To gain a better understanding of the direct actions of halothane on myocardial function in ischaemia, we studied the effects of increasing extracellular potassium concentration and decreasing extracellular pH (acidosis), alone or in combination with halothane, on the contractile force and resting tension in isolated atria. Guinea pig left atria were superfused with Tyrode's solution and stimulated at 1 Hz. Isometric contractile force and resting tension were measured using a force displacement transducer.
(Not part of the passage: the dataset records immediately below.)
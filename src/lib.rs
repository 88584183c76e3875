//! Marquee - Multi-provider catalog aggregation engine
//!
//! This library crate exposes the provider-agnostic core consumed by the
//! marquee client apps: capability contracts, the provider registry, the
//! catalog aggregation and pagination engines, and the enrichment
//! coordinator.

pub mod catalog;
pub mod context;
pub mod engine;
pub mod enrichment;
pub mod prefs;
pub mod provider;

#[cfg(test)]
pub(crate) mod test_support;
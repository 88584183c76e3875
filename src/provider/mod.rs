//! Capability contracts for content providers.
//!
//! This module defines the typed interfaces a provider backend (a TMDB-like
//! metadata service, a Trakt-like activity service, etc.) implements, one
//! trait per structurally distinct capability, plus [`ProviderRegistration`]
//! which bundles the handles a provider declares at registration time.
//!
//! Capabilities are a closed set ([`Capability`]): a provider supports
//! exactly what its registration declares. There is no runtime probing of
//! provider shapes.
//!
//! Providers are expected to be wrapped in an `Arc` so they can be shared
//! across tasks; one concrete provider struct may be registered under
//! several capability handles.

pub mod registry;

use std::collections::{BTreeMap, BTreeSet};
use std::sync::Arc;

use async_trait::async_trait;
use marquee_common::{Capability, MediaType};
use serde::{Deserialize, Serialize};

use crate::catalog::{Catalog, CatalogItem, PaginationInfo};
use crate::context::CatalogContext;
use crate::enrichment::EnrichmentResult;

pub use registry::{ProviderEntry, ProviderRegistry, RegistryStats};

// ---------------------------------------------------------------------------
// Shared result types
// ---------------------------------------------------------------------------

/// One page of one catalog, as returned by [`CatalogProvider::get_catalog`].
#[derive(Debug, Clone)]
pub struct CatalogPage {
    /// Items on this page, in provider order.
    pub items: Vec<CatalogItem>,
    /// Authoritative pagination metadata for the catalog.
    pub pagination: PaginationInfo,
    /// Provenance of this page.
    pub context: CatalogContext,
}

/// A person returned by a [`PeopleProvider`].
#[derive(Debug, Clone, Serialize, Deserialize)]
pub struct Person {
    /// Provider-scoped person identifier.
    pub id: String,
    /// Display name.
    pub name: String,
    /// Short biography, if available.
    pub biography: Option<String>,
    /// URL or path fragment for the profile image.
    pub profile_path: Option<String>,
    /// Known-for department (e.g. "Acting").
    pub known_for: Option<String>,
}

/// A season of a series returned by a [`SeasonsProvider`].
#[derive(Debug, Clone, Serialize, Deserialize)]
pub struct Season {
    /// Season number (0 is conventionally specials).
    pub season_number: u32,
    /// Display name of the season.
    pub name: String,
    /// Number of episodes in the season, if known.
    pub episode_count: Option<u32>,
    /// URL or path fragment for the season poster.
    pub poster_path: Option<String>,
}

/// An episode of a season returned by a [`SeasonsProvider`].
#[derive(Debug, Clone, Serialize, Deserialize)]
pub struct Episode {
    /// Provider-scoped episode identifier.
    pub id: String,
    /// Season the episode belongs to.
    pub season_number: u32,
    /// Episode number within the season.
    pub episode_number: u32,
    /// Display title.
    pub title: String,
    /// Short synopsis, if available.
    pub overview: Option<String>,
    /// Air date as an ISO-8601 string (YYYY-MM-DD), if known.
    pub air_date: Option<String>,
}

// ---------------------------------------------------------------------------
// Capability traits
// ---------------------------------------------------------------------------

/// Base contract every provider handle implements.
///
/// All trait methods may reject; rejection messages must be human-readable,
/// as they are recorded verbatim in per-provider error entries.
#[async_trait]
pub trait Provider: Send + Sync {
    /// Short, stable identifier for this provider (e.g. `"tmdb"`).
    fn id(&self) -> &str;

    /// Display name for this provider (e.g. `"The Movie Database"`).
    fn name(&self) -> &str;

    /// Prepare the provider for use (credential checks, config fetches).
    ///
    /// Must be idempotent: the engine calls this before every single-provider
    /// operation and once per provider per aggregation batch.
    async fn initialize(&self) -> anyhow::Result<()>;
}

/// Catalog listing and pagination.
#[async_trait]
pub trait CatalogProvider: Provider {
    /// Return every catalog this provider offers, with its first page loaded.
    async fn get_all_catalogs(&self) -> anyhow::Result<Vec<Catalog>>;

    /// Fetch one page of one catalog, including authoritative pagination
    /// metadata and a fresh context.
    async fn get_catalog(&self, catalog_id: &str, page: u32, limit: u32)
        -> anyhow::Result<CatalogPage>;

    /// Fetch just the raw items of one page of one catalog.
    async fn load_more_items(
        &self,
        catalog_id: &str,
        page: u32,
        limit: u32,
    ) -> anyhow::Result<Vec<CatalogItem>>;
}

/// Full-text search across the provider's content.
#[async_trait]
pub trait SearchProvider: Provider {
    /// Search for items matching `query`, optionally constrained to one
    /// media type. `page` is 1-based.
    async fn search(
        &self,
        query: &str,
        media_type: Option<MediaType>,
        page: u32,
    ) -> anyhow::Result<Vec<CatalogItem>>;
}

/// Person lookups and filmographies.
#[async_trait]
pub trait PeopleProvider: Provider {
    /// Fetch one person by provider-scoped ID.
    async fn get_person(&self, person_id: &str) -> anyhow::Result<Person>;

    /// Fetch the items a person is credited on.
    async fn get_filmography(&self, person_id: &str) -> anyhow::Result<Vec<CatalogItem>>;
}

/// Season and episode listings for series.
#[async_trait]
pub trait SeasonsProvider: Provider {
    /// List the seasons of a series.
    async fn get_seasons(&self, series_id: &str) -> anyhow::Result<Vec<Season>>;

    /// List the episodes of one season of a series.
    async fn get_episodes(
        &self,
        series_id: &str,
        season_number: u32,
    ) -> anyhow::Result<Vec<Episode>>;
}

/// Facet enrichment: metadata, images, ratings, external IDs, and the other
/// per-item capabilities that contribute one slice of data to an item.
///
/// The `capability` argument names the facet being requested; a provider
/// registered as an enricher for several capabilities receives the one the
/// coordinator is asking for.
#[async_trait]
pub trait Enricher: Provider {
    /// Fetch one facet of data for one item.
    async fn enrich(
        &self,
        media_type: MediaType,
        media_id: &str,
        capability: Capability,
    ) -> anyhow::Result<EnrichmentResult>;
}

// ---------------------------------------------------------------------------
// Registration record
// ---------------------------------------------------------------------------

/// What a provider declares when it is registered: identity, owning source,
/// and the typed capability handles it implements.
///
/// Built with the `with_*` methods; the derived capability set is exactly
/// the set of declared handles.
///
/// # Examples
///
/// ```rust,ignore
/// let registration = ProviderRegistration::new("tmdb", "The Movie Database", "tmdb-source")
///     .with_catalog(provider.clone())
///     .with_search(provider.clone())
///     .with_enricher(Capability::Metadata, provider.clone())
///     .with_enricher(Capability::Images, provider);
/// registry.register(registration);
/// ```
#[derive(Clone)]
pub struct ProviderRegistration {
    /// Short, stable identifier for the provider.
    pub id: String,
    /// Display name.
    pub name: String,
    /// Identifier of the source that registered this provider. Sources are
    /// unregistered in bulk, taking all of their providers with them.
    pub source_id: String,
    pub(crate) catalog: Option<Arc<dyn CatalogProvider>>,
    pub(crate) search: Option<Arc<dyn SearchProvider>>,
    pub(crate) people: Option<Arc<dyn PeopleProvider>>,
    pub(crate) seasons: Option<Arc<dyn SeasonsProvider>>,
    pub(crate) enrichers: BTreeMap<Capability, Arc<dyn Enricher>>,
}

impl ProviderRegistration {
    /// Start a registration with no capabilities declared.
    pub fn new(
        id: impl Into<String>,
        name: impl Into<String>,
        source_id: impl Into<String>,
    ) -> Self {
        Self {
            id: id.into(),
            name: name.into(),
            source_id: source_id.into(),
            catalog: None,
            search: None,
            people: None,
            seasons: None,
            enrichers: BTreeMap::new(),
        }
    }

    /// Declare the [`Capability::Catalog`] capability.
    #[must_use]
    pub fn with_catalog(mut self, handle: Arc<dyn CatalogProvider>) -> Self {
        self.catalog = Some(handle);
        self
    }

    /// Declare the [`Capability::Search`] capability.
    #[must_use]
    pub fn with_search(mut self, handle: Arc<dyn SearchProvider>) -> Self {
        self.search = Some(handle);
        self
    }

    /// Declare the [`Capability::People`] capability.
    #[must_use]
    pub fn with_people(mut self, handle: Arc<dyn PeopleProvider>) -> Self {
        self.people = Some(handle);
        self
    }

    /// Declare the [`Capability::SeasonsEpisodes`] capability.
    #[must_use]
    pub fn with_seasons(mut self, handle: Arc<dyn SeasonsProvider>) -> Self {
        self.seasons = Some(handle);
        self
    }

    /// Declare an enrichment capability (metadata, images, ratings, ...).
    ///
    /// Registering the same capability twice keeps the last handle.
    #[must_use]
    pub fn with_enricher(mut self, capability: Capability, handle: Arc<dyn Enricher>) -> Self {
        self.enrichers.insert(capability, handle);
        self
    }

    /// The set of capabilities this registration declares.
    pub fn capabilities(&self) -> BTreeSet<Capability> {
        let mut caps = BTreeSet::new();
        if self.catalog.is_some() {
            caps.insert(Capability::Catalog);
        }
        if self.search.is_some() {
            caps.insert(Capability::Search);
        }
        if self.people.is_some() {
            caps.insert(Capability::People);
        }
        if self.seasons.is_some() {
            caps.insert(Capability::SeasonsEpisodes);
        }
        caps.extend(self.enrichers.keys().copied());
        caps
    }
}

impl std::fmt::Debug for ProviderRegistration {
    fn fmt(&self, f: &mut std::fmt::Formatter<'_>) -> std::fmt::Result {
        f.debug_struct("ProviderRegistration")
            .field("id", &self.id)
            .field("name", &self.name)
            .field("source_id", &self.source_id)
            .field("capabilities", &self.capabilities())
            .finish()
    }
}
Perfusate potassium concentrations were increased from 5.4 mmol · L-1 to either 8.1 mmol · L-1 or 10.8 mmol · L-1 by adding KCl to the standard Tyrode's solution, and its pH was decreased from 7.4 to either 7.0 or 6.5 by decreasing bicarbonate. In standard Tyrode's solution (potassium 5.4 mmol · L-1, pH 7.4), halothane 0.5-2% reduced contractile force in a dose-dependent manner (P < 0.05); the effective concentration of halothane for 50% inhibition of contractile force (IC50) was 1.3%. Both increasing extracellular potassium and decreasing extracellular pH decreased the contractile force in a potassium-or pH-dependent fashion. The negative inotropism of halothane (1%) was not altered by increasing potassium concentrations, whereas 1% halothane caused a greater decrease in contractile force at pH 6.5 than at pH 7.4. Halothane (1%) enhanced the acidosis (pH 6.5)-induced increases in resting tension. Arrhythmias were produced in one of eight preparations during acidosis, while four of eight preparations demonstrated arrhythmias during acidosis in the presence of halothane. These data suggest that acidosis and halothane may have a synergistic interaction on the contractile force and resting tension of the atria. The increase in resting tension observed during acidosis/ halothane conditions suggests than an increase in cytosolic calcium is associated with these synergistic interactions between acidosis and halothane. © 1994 Canadian Anesthesiologists.